Postby Nostradamus » 30 Apr 2010, 20:38

One of the interesting early tests of modified foods was done in Europe with GM potatoes. The potatoes were fed to rats. The rats came down with all sorts of nasty lesions and problems. That looked like a pretty good test and was splashed all over the news in Europe and the world.

There is a simple problem here.

Pustzai first came to prominence after he published a study in The Lancet claiming that rats who were fed genetically modified potatoes experienced immune system changes. The Lancet published the study over the objections of its own referees assigned to conduct a peer review of Pustzai’s research. A number of those referees, who are usually semi-anonymous, went public with their objections to the Lancet’s publication. Professor John Pickett, for example, who refereed Pustzai’s paper for The Lancet, told the BBC,

Since I understand that a number of us were very, very critical of the work and yet the journal is going to go ahead and publish this information with its conclusions, then we have decided to speak out.

If this work had been part of a student’s study, then the student would have failed whatever examination he was contributing the work for.

An independent group of six toxicologists appointed by the UK’s Royal Society concluded that Pusztai’s research was fundamentally flawed.
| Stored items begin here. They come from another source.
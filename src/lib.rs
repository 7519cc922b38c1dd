//! docs-to-skill: turns a documentation website into a skill reference set
//!
//! This crate implements a polite breadth-first documentation crawler that extracts
//! structured content from each page, classifies pages by keyword, and writes
//! per-category reference documents, an index, a skill prompt and an instructions file.

pub mod config;
pub mod crawler;
pub mod output;
pub mod state;
pub mod storage;
pub mod url;

use thiserror::Error;

/// Main error type for docs-to-skill operations
#[derive(Debug, Error)]
pub enum SkillError {
    #[error("Configuration error: {0}")]
    Config(#[from] ConfigError),

    #[error("Fetch error: {0}")]
    Fetch(#[from] FetchError),

    #[error("Checkpoint error: {0}")]
    Checkpoint(#[from] storage::CheckpointError),

    #[error("Output error: {0}")]
    Output(#[from] output::OutputError),

    #[error("URL parse error: {0}")]
    UrlParse(#[from] ::url::ParseError),

    #[error("HTTP client error: {0}")]
    Reqwest(#[from] reqwest::Error),
}

/// Configuration-specific errors
#[derive(Debug, Error)]
pub enum ConfigError {
    #[error("Failed to read config file: {0}")]
    Io(#[from] std::io::Error),

    #[error("Failed to parse TOML: {0}")]
    Parse(#[from] toml::de::Error),

    #[error("Failed to parse JSON: {0}")]
    Json(#[from] serde_json::Error),

    #[error("Validation error: {0}")]
    Validation(String),

    #[error("Invalid URL in config: {0}")]
    InvalidUrl(String),

    #[error("Invalid URL pattern: {0}")]
    InvalidPattern(String),

    #[error("Invalid CSS selector: {0}")]
    InvalidSelector(String),
}

/// Errors from a single page fetch
///
/// These are recorded against the URL and never abort a crawl.
#[derive(Debug, Error)]
pub enum FetchError {
    #[error("Request to {url} failed: {message}")]
    Request { url: String, message: String },

    #[error("Request timeout for {url}")]
    Timeout { url: String },

    #[error("HTTP {status} for {url}")]
    Status { url: String, status: u16 },

    #[error("Failed to read body of {url}: {message}")]
    Body { url: String, message: String },
}

impl FetchError {
    /// The URL this error was recorded for
    pub fn url(&self) -> &str {
        match self {
            Self::Request { url, .. }
            | Self::Timeout { url }
            | Self::Status { url, .. }
            | Self::Body { url, .. } => url,
        }
    }
}

/// Result type alias for docs-to-skill operations
pub type Result<T> = std::result::Result<T, SkillError>;

/// Result type alias for configuration operations
pub type ConfigResult<T> = std::result::Result<T, ConfigError>;

// Re-export commonly used types
pub use config::SkillConfig;
pub use state::{CrawlState, ExtractedPage, Heading};
pub use url::UrlFilter;
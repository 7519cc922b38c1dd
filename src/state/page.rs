//! Structured content extracted from a single documentation page

use chrono::{DateTime, Utc};
use serde::{Deserialize, Serialize};

/// Title used when no title selector matches
pub const UNTITLED: &str = "Untitled";

/// One entry of a page's heading outline
#[derive(Debug, Clone, PartialEq, Eq, Serialize, Deserialize)]
pub struct Heading {
    /// Heading level, 1 for `<h1>` through 6 for `<h6>`
    pub level: u8,

    /// Trimmed heading text
    pub text: String,
}

impl Heading {
    pub fn new(level: u8, text: impl Into<String>) -> Self {
        Self {
            level,
            text: text.into(),
        }
    }
}

/// A successfully fetched, filtered-in page
///
/// Created once by the extractor and never modified afterwards.
#[derive(Debug, Clone, PartialEq, Serialize, Deserialize)]
pub struct ExtractedPage {
    /// Canonical, fragment-stripped URL
    pub url: String,

    /// First non-empty title selector match, or "Untitled"
    pub title: String,

    /// Text of the first matching main-content selector, or empty
    pub content: String,

    /// Raw text of every code-block selector match
    #[serde(default)]
    pub code_blocks: Vec<String>,

    /// All `h1`..`h6` elements in document order
    #[serde(default)]
    pub headings: Vec<Heading>,

    /// When the page was fetched
    pub fetched_at: DateTime<Utc>,
}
Its report said,

We found no convincing evidence of adverse affects from GM potatoes.

Where the data seemed to show slight differences between rats fed predominantly on GM and on non-GM potatoes, the difference were uninterpretable because of the technical limitations of the experiment and the incorrect use of statistical tests.

Too often, the media’s depiction of scientific controversies is like this Wired News article — a one-sided fairy tale that leaves out key information that the reader needs to evaluate the claims being made.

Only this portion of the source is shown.